* [WHAT YOU NEED TO DO] Collect every line below that contains the word "Fixed".

++++ DATA PROVIDED

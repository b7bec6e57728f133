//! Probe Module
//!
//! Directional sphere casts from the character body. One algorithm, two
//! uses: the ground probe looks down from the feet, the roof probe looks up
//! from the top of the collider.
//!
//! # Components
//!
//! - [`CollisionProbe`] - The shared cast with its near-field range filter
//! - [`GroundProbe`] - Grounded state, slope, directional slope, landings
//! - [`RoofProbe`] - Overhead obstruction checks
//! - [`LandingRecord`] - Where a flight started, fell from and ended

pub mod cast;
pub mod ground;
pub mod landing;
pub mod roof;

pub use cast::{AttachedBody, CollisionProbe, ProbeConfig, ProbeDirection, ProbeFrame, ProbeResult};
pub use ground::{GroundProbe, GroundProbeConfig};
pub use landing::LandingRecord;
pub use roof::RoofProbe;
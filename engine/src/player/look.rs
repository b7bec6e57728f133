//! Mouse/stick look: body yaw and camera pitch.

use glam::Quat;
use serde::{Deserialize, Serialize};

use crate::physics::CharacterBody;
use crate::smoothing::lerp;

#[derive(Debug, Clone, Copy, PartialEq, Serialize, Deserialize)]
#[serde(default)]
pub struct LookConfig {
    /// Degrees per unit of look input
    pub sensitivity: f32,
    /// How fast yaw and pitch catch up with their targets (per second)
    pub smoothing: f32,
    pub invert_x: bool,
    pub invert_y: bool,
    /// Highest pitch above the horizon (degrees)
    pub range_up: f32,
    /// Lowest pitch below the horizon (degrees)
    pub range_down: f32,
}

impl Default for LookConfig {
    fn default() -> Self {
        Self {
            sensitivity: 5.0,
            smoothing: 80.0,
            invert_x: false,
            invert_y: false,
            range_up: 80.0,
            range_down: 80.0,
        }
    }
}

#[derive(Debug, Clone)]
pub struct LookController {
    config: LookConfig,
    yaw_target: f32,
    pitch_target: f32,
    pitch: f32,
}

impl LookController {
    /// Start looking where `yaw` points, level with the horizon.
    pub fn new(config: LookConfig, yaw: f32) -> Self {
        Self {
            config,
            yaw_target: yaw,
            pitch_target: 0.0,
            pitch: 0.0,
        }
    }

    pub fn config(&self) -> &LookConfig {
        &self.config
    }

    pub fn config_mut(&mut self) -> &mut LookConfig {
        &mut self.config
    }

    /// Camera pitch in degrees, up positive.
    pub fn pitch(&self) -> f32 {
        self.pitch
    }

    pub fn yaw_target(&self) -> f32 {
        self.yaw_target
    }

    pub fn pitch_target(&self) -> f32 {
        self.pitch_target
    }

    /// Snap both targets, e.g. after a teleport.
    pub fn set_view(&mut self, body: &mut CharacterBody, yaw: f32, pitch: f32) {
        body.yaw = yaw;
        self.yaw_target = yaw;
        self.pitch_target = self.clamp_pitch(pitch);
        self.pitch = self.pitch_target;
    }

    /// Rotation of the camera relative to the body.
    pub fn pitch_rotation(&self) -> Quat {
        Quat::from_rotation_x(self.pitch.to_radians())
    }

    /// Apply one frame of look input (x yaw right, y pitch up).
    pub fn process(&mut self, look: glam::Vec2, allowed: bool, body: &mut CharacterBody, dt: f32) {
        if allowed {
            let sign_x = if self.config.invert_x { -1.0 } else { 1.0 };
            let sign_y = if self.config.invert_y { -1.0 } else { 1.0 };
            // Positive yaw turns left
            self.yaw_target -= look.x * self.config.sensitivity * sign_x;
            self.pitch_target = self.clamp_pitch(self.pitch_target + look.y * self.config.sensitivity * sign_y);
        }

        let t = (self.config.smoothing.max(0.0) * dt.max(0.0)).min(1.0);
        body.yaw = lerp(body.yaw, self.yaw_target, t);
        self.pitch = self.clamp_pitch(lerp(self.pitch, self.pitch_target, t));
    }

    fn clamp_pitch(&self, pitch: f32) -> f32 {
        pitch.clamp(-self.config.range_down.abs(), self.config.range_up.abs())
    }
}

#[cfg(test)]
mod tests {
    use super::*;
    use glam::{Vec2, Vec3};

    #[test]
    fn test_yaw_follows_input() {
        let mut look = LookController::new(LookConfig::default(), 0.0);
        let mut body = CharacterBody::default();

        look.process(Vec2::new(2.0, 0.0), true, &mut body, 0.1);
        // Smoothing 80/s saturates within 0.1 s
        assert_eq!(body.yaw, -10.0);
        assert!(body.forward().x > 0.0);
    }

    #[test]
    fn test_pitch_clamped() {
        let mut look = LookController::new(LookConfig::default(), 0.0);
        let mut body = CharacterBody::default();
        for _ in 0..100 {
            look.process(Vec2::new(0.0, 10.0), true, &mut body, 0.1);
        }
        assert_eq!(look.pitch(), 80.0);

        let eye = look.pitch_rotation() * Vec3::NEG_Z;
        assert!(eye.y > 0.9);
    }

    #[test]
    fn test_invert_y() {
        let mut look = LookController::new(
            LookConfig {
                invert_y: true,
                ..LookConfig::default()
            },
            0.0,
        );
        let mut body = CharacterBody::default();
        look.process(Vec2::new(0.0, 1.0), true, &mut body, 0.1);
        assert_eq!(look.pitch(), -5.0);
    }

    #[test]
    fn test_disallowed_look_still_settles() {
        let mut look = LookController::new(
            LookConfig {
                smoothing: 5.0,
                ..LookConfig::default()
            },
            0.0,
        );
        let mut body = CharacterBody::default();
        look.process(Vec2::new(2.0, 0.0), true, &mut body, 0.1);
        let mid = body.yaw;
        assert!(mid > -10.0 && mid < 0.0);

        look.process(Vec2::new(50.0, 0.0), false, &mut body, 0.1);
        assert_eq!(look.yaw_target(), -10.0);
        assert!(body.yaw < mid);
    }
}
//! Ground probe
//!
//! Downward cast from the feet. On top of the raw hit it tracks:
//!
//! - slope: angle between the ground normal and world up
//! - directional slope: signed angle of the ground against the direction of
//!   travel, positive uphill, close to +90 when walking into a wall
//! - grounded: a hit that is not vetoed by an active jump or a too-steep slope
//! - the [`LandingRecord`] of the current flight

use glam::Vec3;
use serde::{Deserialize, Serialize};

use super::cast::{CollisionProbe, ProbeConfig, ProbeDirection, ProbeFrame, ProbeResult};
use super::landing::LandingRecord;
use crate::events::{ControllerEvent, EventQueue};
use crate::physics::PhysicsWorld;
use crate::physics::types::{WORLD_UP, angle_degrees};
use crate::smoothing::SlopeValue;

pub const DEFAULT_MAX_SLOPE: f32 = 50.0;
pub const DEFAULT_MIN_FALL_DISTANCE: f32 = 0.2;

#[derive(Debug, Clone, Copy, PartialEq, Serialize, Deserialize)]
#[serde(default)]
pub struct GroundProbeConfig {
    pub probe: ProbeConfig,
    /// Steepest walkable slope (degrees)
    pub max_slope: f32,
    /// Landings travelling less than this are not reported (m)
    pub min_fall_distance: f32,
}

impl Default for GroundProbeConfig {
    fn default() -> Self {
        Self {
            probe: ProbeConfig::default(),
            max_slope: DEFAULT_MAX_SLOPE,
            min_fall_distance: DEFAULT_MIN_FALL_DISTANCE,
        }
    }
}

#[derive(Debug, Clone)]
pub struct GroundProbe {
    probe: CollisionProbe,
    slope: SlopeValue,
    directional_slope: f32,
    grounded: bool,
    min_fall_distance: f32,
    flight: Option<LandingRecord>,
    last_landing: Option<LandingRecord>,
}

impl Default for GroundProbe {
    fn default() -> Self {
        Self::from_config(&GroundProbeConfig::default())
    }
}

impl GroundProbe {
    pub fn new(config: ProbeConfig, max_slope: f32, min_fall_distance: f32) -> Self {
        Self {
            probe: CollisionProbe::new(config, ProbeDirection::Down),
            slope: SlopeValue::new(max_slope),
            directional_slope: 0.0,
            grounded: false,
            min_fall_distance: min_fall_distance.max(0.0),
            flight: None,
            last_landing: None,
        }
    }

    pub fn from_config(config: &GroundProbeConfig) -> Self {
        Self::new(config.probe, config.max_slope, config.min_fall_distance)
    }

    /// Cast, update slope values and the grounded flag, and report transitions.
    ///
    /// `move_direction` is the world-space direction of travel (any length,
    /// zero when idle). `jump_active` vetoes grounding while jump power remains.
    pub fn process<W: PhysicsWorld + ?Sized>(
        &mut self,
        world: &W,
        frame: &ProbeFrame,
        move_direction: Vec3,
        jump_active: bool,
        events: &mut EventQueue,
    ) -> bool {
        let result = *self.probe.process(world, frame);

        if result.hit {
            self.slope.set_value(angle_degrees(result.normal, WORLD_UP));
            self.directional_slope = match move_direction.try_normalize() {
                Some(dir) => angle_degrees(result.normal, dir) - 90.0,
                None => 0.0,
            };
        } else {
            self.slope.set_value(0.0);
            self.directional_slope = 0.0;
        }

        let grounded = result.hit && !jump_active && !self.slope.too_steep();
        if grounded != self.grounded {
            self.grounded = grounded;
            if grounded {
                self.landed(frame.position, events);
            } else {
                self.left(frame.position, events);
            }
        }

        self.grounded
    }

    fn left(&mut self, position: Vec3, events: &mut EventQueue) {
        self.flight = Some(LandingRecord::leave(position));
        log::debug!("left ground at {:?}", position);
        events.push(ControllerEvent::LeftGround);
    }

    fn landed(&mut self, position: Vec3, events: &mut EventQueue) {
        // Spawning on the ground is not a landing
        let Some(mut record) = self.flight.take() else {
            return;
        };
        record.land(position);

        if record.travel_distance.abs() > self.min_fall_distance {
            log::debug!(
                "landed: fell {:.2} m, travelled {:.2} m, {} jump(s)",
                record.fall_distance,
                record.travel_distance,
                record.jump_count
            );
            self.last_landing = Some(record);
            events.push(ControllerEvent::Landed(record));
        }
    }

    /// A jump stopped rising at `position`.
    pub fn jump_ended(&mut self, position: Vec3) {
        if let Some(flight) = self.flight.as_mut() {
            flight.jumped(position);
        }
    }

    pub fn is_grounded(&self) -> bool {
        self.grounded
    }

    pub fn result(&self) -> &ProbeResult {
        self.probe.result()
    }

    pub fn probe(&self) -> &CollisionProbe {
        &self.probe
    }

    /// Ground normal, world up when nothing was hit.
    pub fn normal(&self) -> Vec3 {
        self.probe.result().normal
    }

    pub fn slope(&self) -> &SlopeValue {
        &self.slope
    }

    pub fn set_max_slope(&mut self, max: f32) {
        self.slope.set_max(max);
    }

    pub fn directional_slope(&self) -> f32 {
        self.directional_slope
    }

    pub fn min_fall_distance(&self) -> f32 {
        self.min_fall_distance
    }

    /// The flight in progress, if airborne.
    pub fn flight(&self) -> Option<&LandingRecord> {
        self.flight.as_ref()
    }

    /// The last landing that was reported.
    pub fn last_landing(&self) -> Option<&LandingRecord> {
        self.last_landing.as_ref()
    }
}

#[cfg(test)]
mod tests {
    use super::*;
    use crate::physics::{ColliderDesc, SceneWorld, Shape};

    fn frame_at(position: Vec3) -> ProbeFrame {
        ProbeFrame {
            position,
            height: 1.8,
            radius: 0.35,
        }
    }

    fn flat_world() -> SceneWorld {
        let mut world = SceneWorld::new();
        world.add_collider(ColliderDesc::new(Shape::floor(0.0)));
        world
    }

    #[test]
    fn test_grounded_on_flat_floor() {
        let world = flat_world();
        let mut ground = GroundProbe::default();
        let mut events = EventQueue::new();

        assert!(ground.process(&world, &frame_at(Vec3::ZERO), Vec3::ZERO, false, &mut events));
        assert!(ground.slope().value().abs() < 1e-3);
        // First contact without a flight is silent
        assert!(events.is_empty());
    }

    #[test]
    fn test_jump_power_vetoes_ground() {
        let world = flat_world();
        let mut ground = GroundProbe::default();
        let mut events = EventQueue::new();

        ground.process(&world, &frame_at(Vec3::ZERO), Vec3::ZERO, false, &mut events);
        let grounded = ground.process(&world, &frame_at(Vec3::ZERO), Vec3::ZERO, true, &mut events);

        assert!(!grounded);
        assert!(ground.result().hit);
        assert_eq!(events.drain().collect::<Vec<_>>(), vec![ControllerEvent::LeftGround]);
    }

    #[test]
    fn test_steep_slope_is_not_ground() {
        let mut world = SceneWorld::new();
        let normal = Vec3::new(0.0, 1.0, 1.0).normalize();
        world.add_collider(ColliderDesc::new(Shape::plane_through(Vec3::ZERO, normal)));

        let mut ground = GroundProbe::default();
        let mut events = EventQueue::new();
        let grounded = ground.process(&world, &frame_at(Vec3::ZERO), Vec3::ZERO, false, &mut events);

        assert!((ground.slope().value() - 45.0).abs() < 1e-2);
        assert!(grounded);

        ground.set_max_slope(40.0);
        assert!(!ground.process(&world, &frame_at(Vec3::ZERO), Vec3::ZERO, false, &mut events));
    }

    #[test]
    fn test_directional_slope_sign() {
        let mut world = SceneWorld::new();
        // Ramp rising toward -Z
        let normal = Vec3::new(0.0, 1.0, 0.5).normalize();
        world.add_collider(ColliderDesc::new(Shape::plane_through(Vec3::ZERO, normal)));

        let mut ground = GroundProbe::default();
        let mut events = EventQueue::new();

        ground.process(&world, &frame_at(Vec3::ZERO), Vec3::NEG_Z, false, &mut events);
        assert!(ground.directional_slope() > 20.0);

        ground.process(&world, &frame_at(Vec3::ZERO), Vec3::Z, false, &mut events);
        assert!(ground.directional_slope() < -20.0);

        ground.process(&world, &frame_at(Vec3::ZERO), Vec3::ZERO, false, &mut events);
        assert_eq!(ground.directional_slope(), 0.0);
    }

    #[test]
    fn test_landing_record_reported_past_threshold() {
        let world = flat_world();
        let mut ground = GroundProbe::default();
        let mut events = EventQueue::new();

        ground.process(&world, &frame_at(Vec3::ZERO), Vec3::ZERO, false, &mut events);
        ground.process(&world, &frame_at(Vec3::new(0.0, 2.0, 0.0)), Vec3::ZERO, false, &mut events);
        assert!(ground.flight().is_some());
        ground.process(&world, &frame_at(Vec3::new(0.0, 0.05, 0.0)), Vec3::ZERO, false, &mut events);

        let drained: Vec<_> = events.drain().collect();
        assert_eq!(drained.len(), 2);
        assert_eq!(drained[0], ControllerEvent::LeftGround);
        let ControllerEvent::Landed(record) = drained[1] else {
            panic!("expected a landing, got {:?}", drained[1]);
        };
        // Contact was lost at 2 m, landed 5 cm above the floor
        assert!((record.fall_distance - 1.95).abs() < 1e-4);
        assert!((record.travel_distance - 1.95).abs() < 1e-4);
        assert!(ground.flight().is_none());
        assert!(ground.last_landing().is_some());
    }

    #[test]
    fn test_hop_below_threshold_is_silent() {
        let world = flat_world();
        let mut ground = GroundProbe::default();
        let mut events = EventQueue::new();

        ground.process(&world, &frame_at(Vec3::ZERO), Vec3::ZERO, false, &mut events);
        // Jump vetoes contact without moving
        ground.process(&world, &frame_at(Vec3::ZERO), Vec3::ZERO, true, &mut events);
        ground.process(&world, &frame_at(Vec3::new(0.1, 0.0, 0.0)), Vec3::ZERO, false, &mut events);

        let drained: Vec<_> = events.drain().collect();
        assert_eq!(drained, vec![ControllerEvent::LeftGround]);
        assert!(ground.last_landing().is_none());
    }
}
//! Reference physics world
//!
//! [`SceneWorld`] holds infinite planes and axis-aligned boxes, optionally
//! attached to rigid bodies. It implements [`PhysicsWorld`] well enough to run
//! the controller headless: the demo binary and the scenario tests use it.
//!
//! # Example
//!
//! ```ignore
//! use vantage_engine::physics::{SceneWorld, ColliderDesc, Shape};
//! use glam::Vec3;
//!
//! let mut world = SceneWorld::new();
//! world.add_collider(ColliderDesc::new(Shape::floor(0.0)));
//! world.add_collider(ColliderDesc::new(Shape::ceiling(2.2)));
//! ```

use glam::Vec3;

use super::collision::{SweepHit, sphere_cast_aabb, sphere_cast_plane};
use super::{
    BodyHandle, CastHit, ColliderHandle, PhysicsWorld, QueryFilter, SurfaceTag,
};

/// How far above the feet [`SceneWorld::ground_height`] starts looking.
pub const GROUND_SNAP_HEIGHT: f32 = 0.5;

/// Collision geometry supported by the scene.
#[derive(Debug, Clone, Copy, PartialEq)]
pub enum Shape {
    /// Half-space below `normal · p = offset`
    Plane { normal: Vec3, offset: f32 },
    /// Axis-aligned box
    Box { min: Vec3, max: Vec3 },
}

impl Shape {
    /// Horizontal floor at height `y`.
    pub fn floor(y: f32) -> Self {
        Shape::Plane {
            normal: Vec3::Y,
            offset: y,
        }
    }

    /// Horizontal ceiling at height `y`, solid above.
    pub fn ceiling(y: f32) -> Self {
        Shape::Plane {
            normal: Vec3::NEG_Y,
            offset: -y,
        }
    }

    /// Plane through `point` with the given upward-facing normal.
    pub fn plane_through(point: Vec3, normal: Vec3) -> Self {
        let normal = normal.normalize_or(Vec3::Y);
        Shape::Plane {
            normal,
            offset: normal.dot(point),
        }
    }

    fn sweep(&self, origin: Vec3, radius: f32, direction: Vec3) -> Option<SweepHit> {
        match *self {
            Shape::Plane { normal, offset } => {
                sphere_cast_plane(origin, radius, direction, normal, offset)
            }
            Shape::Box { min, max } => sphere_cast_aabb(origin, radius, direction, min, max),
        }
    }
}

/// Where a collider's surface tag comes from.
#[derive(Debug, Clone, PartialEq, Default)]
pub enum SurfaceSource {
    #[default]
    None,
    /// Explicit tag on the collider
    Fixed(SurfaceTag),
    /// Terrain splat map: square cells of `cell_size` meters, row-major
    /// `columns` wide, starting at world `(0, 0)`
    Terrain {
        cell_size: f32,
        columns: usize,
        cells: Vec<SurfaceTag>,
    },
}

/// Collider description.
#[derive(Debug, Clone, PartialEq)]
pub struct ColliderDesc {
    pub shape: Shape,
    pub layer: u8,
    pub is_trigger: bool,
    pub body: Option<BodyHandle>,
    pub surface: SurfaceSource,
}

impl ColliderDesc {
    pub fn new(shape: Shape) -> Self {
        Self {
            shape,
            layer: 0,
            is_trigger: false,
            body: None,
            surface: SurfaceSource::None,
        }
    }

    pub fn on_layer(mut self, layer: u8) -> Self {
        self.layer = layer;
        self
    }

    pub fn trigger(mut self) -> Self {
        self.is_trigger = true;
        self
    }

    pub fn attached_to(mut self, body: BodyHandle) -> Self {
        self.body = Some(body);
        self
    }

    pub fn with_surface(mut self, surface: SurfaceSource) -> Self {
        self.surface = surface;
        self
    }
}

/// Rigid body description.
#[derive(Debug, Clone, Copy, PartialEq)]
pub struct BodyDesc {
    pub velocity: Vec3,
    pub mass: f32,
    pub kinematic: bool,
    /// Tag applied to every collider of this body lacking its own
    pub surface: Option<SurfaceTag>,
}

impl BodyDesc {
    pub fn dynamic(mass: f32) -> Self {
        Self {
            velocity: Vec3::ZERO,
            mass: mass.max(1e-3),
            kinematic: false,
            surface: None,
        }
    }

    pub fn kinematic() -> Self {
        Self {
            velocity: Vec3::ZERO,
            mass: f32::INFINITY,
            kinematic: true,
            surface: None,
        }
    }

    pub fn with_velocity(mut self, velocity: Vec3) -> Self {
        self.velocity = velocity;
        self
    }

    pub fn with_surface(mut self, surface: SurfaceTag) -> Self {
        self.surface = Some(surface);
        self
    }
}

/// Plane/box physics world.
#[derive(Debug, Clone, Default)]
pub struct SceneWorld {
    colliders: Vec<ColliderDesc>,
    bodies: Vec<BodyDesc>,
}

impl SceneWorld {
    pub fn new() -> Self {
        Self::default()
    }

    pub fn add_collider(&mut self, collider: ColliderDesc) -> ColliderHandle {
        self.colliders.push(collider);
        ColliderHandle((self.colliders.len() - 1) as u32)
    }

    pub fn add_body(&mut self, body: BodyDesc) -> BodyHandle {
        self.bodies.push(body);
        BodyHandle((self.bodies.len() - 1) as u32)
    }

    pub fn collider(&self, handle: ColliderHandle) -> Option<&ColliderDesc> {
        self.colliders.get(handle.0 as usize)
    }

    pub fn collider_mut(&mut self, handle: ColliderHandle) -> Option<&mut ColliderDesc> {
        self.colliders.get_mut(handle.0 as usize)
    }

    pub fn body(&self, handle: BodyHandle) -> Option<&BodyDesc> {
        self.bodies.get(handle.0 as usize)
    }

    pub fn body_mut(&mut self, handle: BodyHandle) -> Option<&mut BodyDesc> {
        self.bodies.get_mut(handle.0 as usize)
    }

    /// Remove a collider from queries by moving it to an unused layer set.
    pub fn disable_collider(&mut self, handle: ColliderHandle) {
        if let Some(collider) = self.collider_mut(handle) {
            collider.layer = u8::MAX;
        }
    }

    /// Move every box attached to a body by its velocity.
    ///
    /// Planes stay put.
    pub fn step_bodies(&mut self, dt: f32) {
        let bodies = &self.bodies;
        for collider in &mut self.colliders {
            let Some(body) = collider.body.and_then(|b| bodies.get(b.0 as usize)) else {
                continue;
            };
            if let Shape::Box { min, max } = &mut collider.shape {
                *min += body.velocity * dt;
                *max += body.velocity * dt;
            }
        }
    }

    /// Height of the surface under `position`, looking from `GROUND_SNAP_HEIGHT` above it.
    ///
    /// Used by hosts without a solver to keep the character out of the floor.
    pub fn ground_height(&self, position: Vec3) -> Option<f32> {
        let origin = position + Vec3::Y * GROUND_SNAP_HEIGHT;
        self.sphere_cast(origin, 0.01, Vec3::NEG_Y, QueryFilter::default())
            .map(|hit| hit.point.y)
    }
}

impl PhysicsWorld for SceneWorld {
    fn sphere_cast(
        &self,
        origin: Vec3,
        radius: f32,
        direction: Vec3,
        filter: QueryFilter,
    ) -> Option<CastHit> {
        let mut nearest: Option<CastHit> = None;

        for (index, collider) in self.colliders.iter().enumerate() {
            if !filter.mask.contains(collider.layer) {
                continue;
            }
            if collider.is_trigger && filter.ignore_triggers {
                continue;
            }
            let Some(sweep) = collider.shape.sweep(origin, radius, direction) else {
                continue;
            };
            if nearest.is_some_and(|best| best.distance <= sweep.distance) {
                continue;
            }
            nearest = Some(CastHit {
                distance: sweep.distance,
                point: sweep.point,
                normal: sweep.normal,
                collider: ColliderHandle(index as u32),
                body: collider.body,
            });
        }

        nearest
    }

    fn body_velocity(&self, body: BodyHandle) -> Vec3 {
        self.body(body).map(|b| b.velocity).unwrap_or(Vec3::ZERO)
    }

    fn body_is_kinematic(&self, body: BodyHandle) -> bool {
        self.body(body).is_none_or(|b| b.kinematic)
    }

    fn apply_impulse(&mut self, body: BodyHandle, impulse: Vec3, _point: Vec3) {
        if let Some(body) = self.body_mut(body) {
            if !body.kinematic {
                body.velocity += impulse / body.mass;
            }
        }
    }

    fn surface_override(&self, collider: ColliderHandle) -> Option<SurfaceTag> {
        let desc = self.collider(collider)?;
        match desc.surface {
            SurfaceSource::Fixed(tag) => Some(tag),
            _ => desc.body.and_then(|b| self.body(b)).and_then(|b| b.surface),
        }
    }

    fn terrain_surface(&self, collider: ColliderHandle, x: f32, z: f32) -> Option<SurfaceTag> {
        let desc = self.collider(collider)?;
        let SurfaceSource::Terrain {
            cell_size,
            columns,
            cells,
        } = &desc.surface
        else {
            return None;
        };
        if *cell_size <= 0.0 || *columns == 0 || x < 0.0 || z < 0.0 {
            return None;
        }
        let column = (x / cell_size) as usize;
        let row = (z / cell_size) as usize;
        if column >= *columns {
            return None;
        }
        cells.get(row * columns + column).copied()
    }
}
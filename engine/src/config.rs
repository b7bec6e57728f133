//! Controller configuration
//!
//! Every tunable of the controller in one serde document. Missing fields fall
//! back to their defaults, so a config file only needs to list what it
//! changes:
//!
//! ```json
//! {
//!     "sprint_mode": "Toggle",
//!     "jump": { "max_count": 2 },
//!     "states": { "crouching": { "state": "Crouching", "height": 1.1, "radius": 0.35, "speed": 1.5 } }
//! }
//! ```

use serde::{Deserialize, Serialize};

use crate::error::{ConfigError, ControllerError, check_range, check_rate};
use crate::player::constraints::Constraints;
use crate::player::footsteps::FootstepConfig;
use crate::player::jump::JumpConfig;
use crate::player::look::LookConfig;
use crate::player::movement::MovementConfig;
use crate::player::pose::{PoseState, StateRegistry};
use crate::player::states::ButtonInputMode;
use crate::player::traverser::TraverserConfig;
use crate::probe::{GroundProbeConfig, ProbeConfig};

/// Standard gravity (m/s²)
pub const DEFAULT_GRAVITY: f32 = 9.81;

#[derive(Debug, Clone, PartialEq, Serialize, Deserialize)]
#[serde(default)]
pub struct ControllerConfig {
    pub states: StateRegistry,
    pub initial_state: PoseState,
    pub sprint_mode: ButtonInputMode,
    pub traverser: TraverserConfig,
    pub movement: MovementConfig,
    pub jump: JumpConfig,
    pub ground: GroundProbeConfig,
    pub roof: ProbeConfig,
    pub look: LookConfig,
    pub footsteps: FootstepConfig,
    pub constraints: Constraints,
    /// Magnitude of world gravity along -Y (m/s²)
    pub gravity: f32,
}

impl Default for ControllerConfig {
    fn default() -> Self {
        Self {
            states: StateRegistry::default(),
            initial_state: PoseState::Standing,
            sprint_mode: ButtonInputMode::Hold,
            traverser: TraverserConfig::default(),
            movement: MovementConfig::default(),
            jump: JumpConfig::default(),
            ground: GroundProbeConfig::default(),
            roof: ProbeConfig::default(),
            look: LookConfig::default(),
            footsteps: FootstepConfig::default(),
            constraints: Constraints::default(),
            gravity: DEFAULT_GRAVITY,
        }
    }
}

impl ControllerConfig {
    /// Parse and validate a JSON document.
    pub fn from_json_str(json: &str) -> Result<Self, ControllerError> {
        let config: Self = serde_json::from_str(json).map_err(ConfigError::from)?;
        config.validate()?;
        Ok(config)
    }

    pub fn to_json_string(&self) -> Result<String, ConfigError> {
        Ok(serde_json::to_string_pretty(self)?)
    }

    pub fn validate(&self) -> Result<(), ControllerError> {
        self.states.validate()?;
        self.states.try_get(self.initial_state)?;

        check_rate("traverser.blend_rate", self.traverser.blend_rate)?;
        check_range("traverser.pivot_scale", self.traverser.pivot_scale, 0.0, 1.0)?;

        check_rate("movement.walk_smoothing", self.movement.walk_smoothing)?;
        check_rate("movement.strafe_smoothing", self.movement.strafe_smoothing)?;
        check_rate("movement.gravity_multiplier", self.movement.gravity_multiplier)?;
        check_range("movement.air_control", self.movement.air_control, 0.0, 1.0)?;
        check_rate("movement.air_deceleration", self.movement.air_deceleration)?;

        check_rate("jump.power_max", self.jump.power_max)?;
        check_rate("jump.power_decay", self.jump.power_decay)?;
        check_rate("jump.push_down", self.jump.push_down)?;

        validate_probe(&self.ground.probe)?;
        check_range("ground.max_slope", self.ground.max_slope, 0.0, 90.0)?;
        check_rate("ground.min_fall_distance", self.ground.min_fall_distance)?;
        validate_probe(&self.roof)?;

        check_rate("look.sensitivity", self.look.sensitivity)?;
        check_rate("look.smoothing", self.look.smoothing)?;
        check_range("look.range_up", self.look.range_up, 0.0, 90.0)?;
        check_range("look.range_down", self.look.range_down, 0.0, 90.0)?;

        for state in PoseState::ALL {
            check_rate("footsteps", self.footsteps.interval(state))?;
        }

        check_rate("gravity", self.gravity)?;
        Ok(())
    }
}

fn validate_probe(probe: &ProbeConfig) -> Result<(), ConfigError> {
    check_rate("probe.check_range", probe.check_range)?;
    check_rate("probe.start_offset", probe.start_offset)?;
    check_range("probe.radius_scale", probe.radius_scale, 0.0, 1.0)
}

++++++++

* [RESULT OF THE TASK]
    Fixed(SurfaceTag),
            SurfaceSource::Fixed(tag) => Some(tag),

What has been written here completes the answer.